Единорог неопределенно мотнул головой.
– А ты не переживай и не кисни, – сказала Лисица. – У меня ситуация еще хуже. Жила я в одном лесу, держала палатку, никому слова плохого не сказала – конкуренты из второго ларька начали про меня распускать небылицы: я, мол, обвешиваю, и тут же обсчитываю, и товар у меня тухлый, а у них, стало быть, свежий. Эта ерунда пошла в народ, и ко мне в палатку перестали приходить. Идиоты! Собрала я пожитки и в соседний лес перебежала. Но, только начала торговать, как опять слухи пошли. «Откуда?» – не могла понять я. Если бы опять конкуренты рассплетничались, было бы обидно, но понятно: бизнес, конфликт интересов, борьба за покупателей… Но в том-то и дело, что в этом лесу не было второго магазина, я была единственным продавцом. Сплетничали обычные звери из чистой любви к клевете. Я не стала дожидаться, пока бизнес опять рухнет, и целую неделю бежала до дальнего-предальнего леса. Я бегу, а гнилая репутация впереди меня бежит. В общем, долго я пыталась обогнать сплетни, пока не оказалась здесь. «Всё, – думаю, – не могу больше бегать, не буду. Уже и брюхо к спине прилипло, и лапы разболелись, и шерсть вся повылезла. Сдохну, но больше не побегу». Собрала я тогда всех наших, вышла на поляну, взлезла на пенек (сцены тогда еще не было, мы ее потом намостили) и говорю: «Звери! У вас есть ко мне претензии? Жалуйтесь сразу». Жалоб не оказалось. «Тогда, – говорю, – слушайте сюда. Во всех лесах обо мне рассказывают, что я жульничаю, мошенничаю, обсчитываю и что верить мне нельзя. Но это всё неправда». И знаешь что? Ничего. Пару раз сороки попробовали что-то вякнуть с высокой сосны, и их так красиво забросали шишками, что только перья полетели. Больше сплетен в наших краях не было. Хэппи-энд.

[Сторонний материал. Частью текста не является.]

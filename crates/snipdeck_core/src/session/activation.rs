//! Activation routing: which screen to show and what to search for.

use crate::config::LauncherConfig;
use regex::Regex;

/// Event delivered by the host when the plugin window opens.
#[derive(Debug, Clone, PartialEq, Eq)]
pub struct ActivationEvent {
    pub code: String,
    pub payload: String,
}

impl ActivationEvent {
    pub fn new(code: impl Into<String>, payload: impl Into<String>) -> Self {
        Self {
            code: code.into(),
            payload: payload.into(),
        }
    }
}

/// Screen the launcher presents.
#[derive(Debug, Clone, Copy, PartialEq, Eq)]
pub enum Screen {
    Neutral,
    Manage,
    Search,
}

/// Routes activation codes and reduces payloads to an initial query.
#[derive(Debug, Clone)]
pub struct ActivationRouter {
    search_codes: Vec<String>,
    manage_codes: Vec<String>,
    keyword_query: Option<Regex>,
}

impl ActivationRouter {
    /// Builds the router. Keywords are escaped, so config validation is the
    /// only gate on their shape.
    pub fn new(config: &LauncherConfig) -> Self {
        let keyword_query = if config.launcher_keywords.is_empty() {
            None
        } else {
            let alternatives = config
                .launcher_keywords
                .iter()
                .map(|keyword| regex::escape(keyword))
                .collect::<Vec<_>>()
                .join("|");
            Regex::new(&format!(r"^(?:{alternatives})\s+(.+)$")).ok()
        };

        Self {
            search_codes: config.search_codes.clone(),
            manage_codes: config.manage_codes.clone(),
            keyword_query,
        }
    }

    /// Screen for `code`; unknown codes stay neutral.
    pub fn screen_for(&self, code: &str) -> Screen {
        if self.search_codes.iter().any(|known| known == code) {
            Screen::Search
        } else if self.manage_codes.iter().any(|known| known == code) {
            Screen::Manage
        } else {
            Screen::Neutral
        }
    }

    /// Reduces `<keyword> <free text>` to the free text; otherwise verbatim.
    pub fn extract_query<'a>(&self, payload: &'a str) -> &'a str {
        self.keyword_query
            .as_ref()
            .and_then(|re| re.captures(payload))
            .and_then(|captures| captures.get(1))
            .map_or(payload, |text| text.as_str())
    }
}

– Странный у вас лес, – задумчиво произнес Единорог. – То все друг за друга горой, а то сидят по домам и на ружейный выстрел, – Единорог почесал выстриженную шерсть на месте Хомяковой подпалины, – никого не подпускают.
– Я же говорила, что у нас фон усилился! – сказала Лисица.
– А кто его измерял и чем? Чтобы утверждать, что он усилился, нужно сделать замер до, замер после и сравнить результаты.
– А с чего бы тогда у нас все раздружились?
– А на этот вопрос сможет ответить только психоаналитик. У вас, кстати, в лесу нет кушетки?
– Есть, у Белки. Она фельдшер.
– К Белке мы сейчас не пойдем. Нам и Совы хватит. Кстати, мы не долго блуждаем? Как, по твоему мнению старожила?
– Долго.
– Мы недостаточно храбрые?
– Ты, может, и храбрый, а я вряд ли.
– Неправда. Ты самая храбрая лисица, какую я только встречал.
– А много ты встречал Лисиц?
– Достаточно, – уклончиво ответил Единорог.
– Как же ты тогда не понял, что лисицы – самые честные звери на свете?
– Дурак был, наверное. Чего боишься-то?
Лисица вздохнула.
– А чтобы легче говорилось, вот тебе кушетка, – Единорог показал на поваленное дерево почти без веток. – Ложись сюда, голову – сюда, и рассказывай. А я уберусь из поля зрения и буду задавать вопросы.
Лисица недоверчиво посмотрела на корягу.
– Давай, давай, ложись, время дорого, ты же хочешь поскорее попасть к Сове?
– Не знаю, – выдохнула Лисица, приняв горизонтальное положение. Ее хвост, не поместившийся на поваленном стволе, свисал в траву, касаясь земли кончиком.
– Как «не знаю»? – дернул ухом Единорог.